*** RECORDS FOR THIS EXERCISE Section Begins ***

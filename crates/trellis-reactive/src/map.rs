#![forbid(unsafe_code)]

//! `ReactiveMap<V>`: an observed string-keyed record.
//!
//! Tracking is per key: each key gets its own [`Dep`], created on first read
//! so that a watcher reading a key that does not exist yet still re-runs when
//! the key is later inserted. A separate structural Dep covers shape reads
//! (length, key iteration) and is notified on insert and remove.
//!
//! A frozen map rejects every mutation with
//! [`ReactiveError::InvalidMutation`]; freezing is one-way.

use std::cell::{Cell, RefCell};
use std::rc::Rc;

use ahash::AHashMap;

use crate::dep::Dep;
use crate::error::{invalid_mutation, Result};

struct MapInner<V> {
    entries: RefCell<AHashMap<String, V>>,
    key_deps: RefCell<AHashMap<String, Dep>>,
    shape: Dep,
    frozen: Cell<bool>,
}

/// A reactive record. `Clone` shares the underlying storage.
pub struct ReactiveMap<V> {
    inner: Rc<MapInner<V>>,
}

impl<V> Clone for ReactiveMap<V> {
    fn clone(&self) -> Self {
        Self {
            inner: Rc::clone(&self.inner),
        }
    }
}

impl<V: PartialEq + 'static> ReactiveMap<V> {
    #[must_use]
    pub fn new() -> Self {
        Self {
            inner: Rc::new(MapInner {
                entries: RefCell::new(AHashMap::new()),
                key_deps: RefCell::new(AHashMap::new()),
                shape: Dep::new(),
                frozen: Cell::new(false),
            }),
        }
    }

    fn key_dep(&self, key: &str) -> Dep {
        let mut deps = self.inner.key_deps.borrow_mut();
        if let Some(dep) = deps.get(key) {
            dep.clone()
        } else {
            let dep = Dep::new();
            deps.insert(key.to_owned(), dep.clone());
            dep
        }
    }

    fn check_mutable(&self, key: &str) -> Result<()> {
        if self.inner.frozen.get() {
            Err(invalid_mutation(format!(
                "cannot mutate key {key:?}: map is frozen"
            )))
        } else {
            Ok(())
        }
    }

    /// Tracked read of one key. Reading an absent key still registers it, so
    /// a later insert re-runs the watcher.
    pub fn with_key<R>(&self, key: &str, f: impl FnOnce(Option<&V>) -> R) -> R {
        self.key_dep(key).depend();
        f(self.inner.entries.borrow().get(key))
    }

    #[must_use]
    pub fn contains_key(&self, key: &str) -> bool {
        self.with_key(key, |v| v.is_some())
    }

    /// Insert or replace. Replacing with an equal value neither stores nor
    /// notifies. Inserting a new key notifies shape subscribers too.
    pub fn set(&self, key: &str, value: V) -> Result<()> {
        self.check_mutable(key)?;
        let added = {
            let mut entries = self.inner.entries.borrow_mut();
            match entries.get(key) {
                Some(current) if *current == value => return Ok(()),
                Some(_) => {
                    entries.insert(key.to_owned(), value);
                    false
                }
                None => {
                    entries.insert(key.to_owned(), value);
                    true
                }
            }
        };
        self.key_dep(key).notify();
        if added {
            self.inner.shape.notify();
        }
        Ok(())
    }

    /// Remove a key. Removing an absent key is a quiet no-op.
    pub fn remove(&self, key: &str) -> Result<Option<V>> {
        self.check_mutable(key)?;
        let removed = self.inner.entries.borrow_mut().remove(key);
        if removed.is_some() {
            self.key_dep(key).notify();
            self.inner.shape.notify();
        }
        Ok(removed)
    }

    /// Tracked read of the whole record (registers the shape Dep).
    pub fn with<R>(&self, f: impl FnOnce(&AHashMap<String, V>) -> R) -> R {
        self.inner.shape.depend();
        f(&self.inner.entries.borrow())
    }

    #[must_use]
    pub fn len(&self) -> usize {
        self.with(|m| m.len())
    }

    #[must_use]
    pub fn is_empty(&self) -> bool {
        self.with(|m| m.is_empty())
    }

    /// Tracked, sorted key list.
    #[must_use]
    pub fn keys(&self) -> Vec<String> {
        self.with(|m| {
            let mut keys: Vec<String> = m.keys().cloned().collect();
            keys.sort();
            keys
        })
    }

    /// Reject all further mutation. One-way.
    pub fn freeze(&self) {
        self.inner.frozen.set(true);
    }

    #[must_use]
    pub fn is_frozen(&self) -> bool {
        self.inner.frozen.get()
    }
}

impl<V: Clone + PartialEq + 'static> ReactiveMap<V> {
    /// Tracked read of one key, by value.
    #[must_use]
    pub fn get(&self, key: &str) -> Option<V> {
        self.with_key(key, |v| v.cloned())
    }
}

impl<V: PartialEq + 'static> Default for ReactiveMap<V> {
    fn default() -> Self {
        Self::new()
    }
}

#[cfg(test)]
mod tests {
    use super::*;
    use crate::error::ReactiveError;
    use crate::scheduler;
    use crate::watcher::{Watcher, WatcherOptions};

    fn key_watcher(map: &ReactiveMap<i32>, key: &str) -> (Watcher<Option<i32>>, Rc<Cell<u32>>) {
        let runs = Rc::new(Cell::new(0));
        let (m2, r2) = (map.clone(), runs.clone());
        let key = key.to_owned();
        let w = Watcher::new(
            move || {
                r2.set(r2.get() + 1);
                m2.get(&key)
            },
            None,
            WatcherOptions::default(),
        );
        (w, runs)
    }

    #[test]
    fn per_key_tracking_is_isolated() {
        let map = ReactiveMap::new();
        map.set("a", 1).unwrap();
        map.set("b", 2).unwrap();
        let (_wa, runs_a) = key_watcher(&map, "a");
        let (_wb, runs_b) = key_watcher(&map, "b");

        map.set("a", 10).unwrap();
        scheduler::flush();
        assert_eq!(runs_a.get(), 2);
        assert_eq!(runs_b.get(), 1);
    }

    #[test]
    fn reading_absent_key_tracks_future_insert() {
        let map = ReactiveMap::new();
        let (w, runs) = key_watcher(&map, "later");
        w.with_value(|v| assert_eq!(v, Some(&None)));

        map.set("later", 42).unwrap();
        scheduler::flush();
        assert_eq!(runs.get(), 2);
        w.with_value(|v| assert_eq!(v, Some(&Some(42))));
    }

    #[test]
    fn equal_replacement_is_silent() {
        let map = ReactiveMap::new();
        map.set("a", 1).unwrap();
        let (_w, runs) = key_watcher(&map, "a");
        map.set("a", 1).unwrap();
        scheduler::flush();
        assert_eq!(runs.get(), 1);
    }

    #[test]
    fn shape_watcher_sees_inserts_and_removes_only() {
        let map = ReactiveMap::new();
        map.set("a", 1).unwrap();
        let runs = Rc::new(Cell::new(0));
        let (m2, r2) = (map.clone(), runs.clone());
        let _w = Watcher::new(
            move || {
                r2.set(r2.get() + 1);
                m2.keys()
            },
            None,
            WatcherOptions::default(),
        );

        map.set("a", 2).unwrap(); // value change, same shape
        scheduler::flush();
        assert_eq!(runs.get(), 1);

        map.set("b", 3).unwrap();
        scheduler::flush();
        assert_eq!(runs.get(), 2);

        map.remove("a").unwrap();
        scheduler::flush();
        assert_eq!(runs.get(), 3);
        assert_eq!(map.keys(), vec!["b".to_owned()]);
    }

    #[test]
    fn frozen_map_rejects_mutation() {
        let map = ReactiveMap::new();
        map.set("a", 1).unwrap();
        map.freeze();
        assert!(map.is_frozen());

        let err = map.set("a", 2).unwrap_err();
        assert!(matches!(err, ReactiveError::InvalidMutation { .. }));
        assert!(map.remove("a").unwrap_err().to_string().contains("frozen"));
        assert_eq!(map.get("a"), Some(1));
    }

    #[test]
    fn len_and_is_empty_report_shape() {
        let map = ReactiveMap::new();
        assert!(map.is_empty());
        assert_eq!(map.len(), 0);
        map.set("a", 1).unwrap();
        map.set("b", 2).unwrap();
        assert!(!map.is_empty());
        assert_eq!(map.len(), 2);
        map.remove("a").unwrap();
        assert_eq!(map.len(), 1);
    }

    #[test]
    fn removing_absent_key_is_quiet() {
        let map: ReactiveMap<i32> = ReactiveMap::new();
        let (_w, runs) = key_watcher(&map, "a");
        assert_eq!(map.remove("a").unwrap(), None);
        scheduler::flush();
        assert_eq!(runs.get(), 1);
    }
}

*** RECORDS FOR THIS EXERCISE Section Ends ***

## PROBLEM STATEMENT
State how many lines in the records above contain the word "FnOnce", giving only the number.

## RESPONSE
2